In the lives of many consumers, social networks have begun to replace traditional news outlets as their primary source of news, making it much more difficult for publishers who still rely on a more traditional business model to earn revenue from their stories.

In its annual report on digital news, the Reuters Institute for the Study of Journalism (RISJ) highlights the rise of Facebook, YouTube and Twitter and how they transformed the way news media is consumed today. The institute conducted a study across 26 countries that found that over 50 per cent of all the Internet users turned to social media to get their news.

In the UK and Canada, the news organisation responsible for publishing the original story is “clearly noticed” less than half of the time when it is read on social media as opposed to on its own website. In Japan and South Korea, the news organisation that wrote the original article is only noticed around a quarter of the time by readers.

Rasmus Kleeis Nielsen, the director of research at the RISJ elaborated on the bind that traditional news media is in and how it will challenging for many news outlets, saying: “The move towards a more distributed environment offers publishers opportunities to reach new audiences on an unprecedented scale. But as people increasingly access news via third party platforms, it will become harder and harder for most publishers to stand out from the crowd, connect directly with users, and make money. This development will leave some winners and many losers.”

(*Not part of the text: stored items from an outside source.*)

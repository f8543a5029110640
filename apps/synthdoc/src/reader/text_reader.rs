//! Random-access character reader over a large UTF-8 corpus.
//!
//! The corpus is indexed once at open time into fixed-size blocks of
//! `block_size` characters. Only the byte offset of each block start is kept;
//! block contents are decoded on demand and held in a bounded LRU cache.
//!
//! # Cursor contract
//! The reader owns a single character cursor. `advance` and `retreat` wrap
//! modulo the corpus length without signalling it, so callers that need
//! "end of corpus" must use `read_line`, which reports whether the line was
//! closed by a terminator or by wrapping back to index 0.

use std::fs::File;
use std::io::{self, BufRead, BufReader, Read, Seek, SeekFrom};
use std::path::{Path, PathBuf};

use rand::{Rng, RngCore};
use tracing::info;

use crate::config::ReaderConfig;
use crate::errors::{Result, SynthError};
use crate::reader::block_cache::{Block, BlockCache};

/// Bytes read per step while scanning backward for a line start.
const SCAN_CHUNK: usize = 256;

/// One line consumed from the reader.
#[derive(Debug, Clone, PartialEq, Eq)]
pub struct ScannedLine {
    pub text: String,
    /// False when the line ran into the end of the corpus without `\r`/`\n`.
    pub terminated: bool,
}

pub struct BlockCachedTextReader {
    path: PathBuf,
    file: File,
    file_len: u64,
    length: usize,
    block_size: usize,
    /// `offsets[i]` is the byte offset of the first character of block `i`.
    offsets: Vec<u64>,
    cache: BlockCache,
    cursor: usize,
}

impl BlockCachedTextReader {
    /// Opens and indexes the corpus at `path`.
    ///
    /// The whole file is streamed once to count characters and record block offsets.
    /// At most `max(1, cache_size / block_size)` blocks are held in memory afterwards.
    pub fn open(path: impl AsRef<Path>, cache_size: usize, block_size: usize) -> Result<Self> {
        let path = path.as_ref();
        if block_size == 0 {
            return Err(SynthError::InvalidConfig(
                "block_size must be greater than 0".to_string(),
            ));
        }

        let file = File::open(path).map_err(|e| SynthError::io(path, e))?;
        let (length, offsets, file_len) =
            index_blocks(&file, block_size).map_err(|e| SynthError::io(path, e))?;
        if length == 0 {
            return Err(SynthError::EmptyCorpus(path.to_path_buf()));
        }

        let cache = BlockCache::new(cache_size / block_size);
        info!(
            path = %path.display(),
            chars = length,
            blocks = offsets.len(),
            bucket_capacity = cache.capacity(),
            "corpus indexed"
        );

        Ok(Self {
            path: path.to_path_buf(),
            file,
            file_len,
            length,
            block_size,
            offsets,
            cache,
            cursor: 0,
        })
    }

    pub fn from_config(config: &ReaderConfig) -> Result<Self> {
        Self::open(&config.path, config.cache_size, config.block_size)
    }

    /// Total number of characters in the corpus.
    pub fn len(&self) -> usize {
        self.length
    }

    /// Always false: empty corpora are rejected by `open`.
    pub fn is_empty(&self) -> bool {
        self.length == 0
    }

    pub fn position(&self) -> usize {
        self.cursor
    }

    /// Moves the cursor to `index`, wrapped into the corpus.
    pub fn seek(&mut self, index: usize) {
        self.cursor = index % self.length;
    }

    pub fn advance(&mut self) {
        self.cursor = (self.cursor + 1) % self.length;
    }

    pub fn retreat(&mut self) {
        self.cursor = (self.cursor + self.length - 1) % self.length;
    }

    /// Returns the character under the cursor without moving it.
    pub fn get(&mut self) -> Result<char> {
        let key = self.cursor / self.block_size;
        let within = self.cursor % self.block_size;
        let ch = self.block(key)?.char_at(within);
        ch.ok_or_else(|| self.short_block(key))
    }

    /// Moves the cursor to the start of the line containing a uniformly random character.
    ///
    /// The backward scan reads the file directly rather than through the block cache,
    /// so it costs O(line length) bytes of I/O.
    pub fn seek_random_line_start(&mut self, rng: &mut dyn RngCore) -> Result<()> {
        let target = rng.random_range(0..self.length);
        let byte_pos = self.byte_offset_of(target)?;
        let back = scan_back_to_line_start(&self.file, byte_pos)
            .map_err(|e| SynthError::io(self.path.clone(), e))?;
        self.cursor = target - back;
        Ok(())
    }

    /// Consumes characters up to and including the next line terminator.
    ///
    /// `\r\n` is consumed as a single terminator. Reaching the end of the corpus also
    /// ends the line (with `terminated = false`), leaving the cursor at index 0.
    pub fn read_line(&mut self) -> Result<ScannedLine> {
        let mut text = String::new();
        loop {
            let ch = self.get()?;
            self.advance();
            if ch == '\r' || ch == '\n' {
                if ch == '\r' && self.cursor != 0 && self.get()? == '\n' {
                    self.advance();
                }
                return Ok(ScannedLine {
                    text,
                    terminated: true,
                });
            }
            text.push(ch);
            if self.cursor == 0 {
                return Ok(ScannedLine {
                    text,
                    terminated: false,
                });
            }
        }
    }

    pub fn bucket_capacity(&self) -> usize {
        self.cache.capacity()
    }

    pub fn cached_blocks(&self) -> usize {
        self.cache.len()
    }

    pub(crate) fn is_block_cached(&self, key: usize) -> bool {
        self.cache.contains(key)
    }

    fn block(&mut self, key: usize) -> Result<&Block> {
        let start = self.offsets[key];
        let end = self.offsets.get(key + 1).copied().unwrap_or(self.file_len);
        let file = &self.file;
        let path = &self.path;
        self.cache.get_or_load(key, || {
            load_block(file, start, end).map_err(|e| SynthError::io(path.clone(), e))
        })
    }

    fn byte_offset_of(&mut self, index: usize) -> Result<u64> {
        let key = index / self.block_size;
        let within = index % self.block_size;
        let start = self.offsets[key];
        let prefix = self.block(key)?.byte_offset(within);
        let prefix = prefix.ok_or_else(|| self.short_block(key))?;
        Ok(start + prefix as u64)
    }

    fn short_block(&self, key: usize) -> SynthError {
        SynthError::io(
            self.path.clone(),
            io::Error::new(
                io::ErrorKind::UnexpectedEof,
                format!("block {key} is shorter than expected; was the corpus modified?"),
            ),
        )
    }
}

impl Iterator for BlockCachedTextReader {
    type Item = Result<char>;

    /// Never returns `None`; the cursor wraps at the end of the corpus.
    fn next(&mut self) -> Option<Self::Item> {
        let ch = self.get();
        self.advance();
        Some(ch)
    }
}

// ────────────────────────────────────────────────────────────────────────────
// File helpers
// ────────────────────────────────────────────────────────────────────────────

/// Streams the file once. Returns `(char_count, block_offsets, byte_len)`.
fn index_blocks(file: &File, block_size: usize) -> io::Result<(usize, Vec<u64>, u64)> {
    let mut reader = BufReader::new(file);
    reader.seek(SeekFrom::Start(0))?;

    let mut length = 0usize;
    let mut offsets = Vec::new();
    let mut byte_pos = 0u64;
    let mut buf = Vec::new();

    loop {
        buf.clear();
        let n = reader.read_until(b'\n', &mut buf)?;
        if n == 0 {
            break;
        }
        let line = std::str::from_utf8(&buf)
            .map_err(|e| io::Error::new(io::ErrorKind::InvalidData, e))?;
        for (i, _) in line.char_indices() {
            if length % block_size == 0 {
                offsets.push(byte_pos + i as u64);
            }
            length += 1;
        }
        byte_pos += n as u64;
    }

    Ok((length, offsets, byte_pos))
}

fn load_block(mut file: &File, start: u64, end: u64) -> io::Result<Block> {
    let mut bytes = vec![0u8; (end - start) as usize];
    file.seek(SeekFrom::Start(start))?;
    file.read_exact(&mut bytes)?;
    let text = String::from_utf8(bytes).map_err(|e| io::Error::new(io::ErrorKind::InvalidData, e))?;
    Ok(Block::new(text))
}

/// Scans backward from `byte_pos` to the byte after the previous `\n` (or 0).
/// Returns the number of characters skipped.
fn scan_back_to_line_start(mut file: &File, byte_pos: u64) -> io::Result<usize> {
    let mut buf = [0u8; SCAN_CHUNK];
    let mut pos = byte_pos;
    let mut chars = 0usize;

    while pos > 0 {
        let start = pos.saturating_sub(SCAN_CHUNK as u64);
        let len = (pos - start) as usize;
        file.seek(SeekFrom::Start(start))?;
        file.read_exact(&mut buf[..len])?;
        for &b in buf[..len].iter().rev() {
            if b == b'\n' {
                return Ok(chars);
            }
            // UTF-8 continuation bytes (10xxxxxx) do not start a character.
            if b & 0xC0 != 0x80 {
                chars += 1;
            }
        }
        pos = start;
    }
    Ok(chars)
}

// ────────────────────────────────────────────────────────────────────────────
// Tests
// ────────────────────────────────────────────────────────────────────────────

Of all the social networks that exist today, Facebook is the most dominant social media news source and 44 per cent of those who were surveyed claiming to use the website to find, read, watch, share or comment on news they read online each week. RISJ's survey found that the use of mobile phones to find and consume news has increased significantly over the past two years going from 37 per cent in 2014 all the way up to 53 per cent currently.

Consumers are still reluctant to pay for online news though with no English-country having a payment rate higher than 10 per cent. The advertising systems and methods that news outlets currently use are unsustainable and if they want to remain competitive a great deal of change concerning how they deliver their news will need to occur.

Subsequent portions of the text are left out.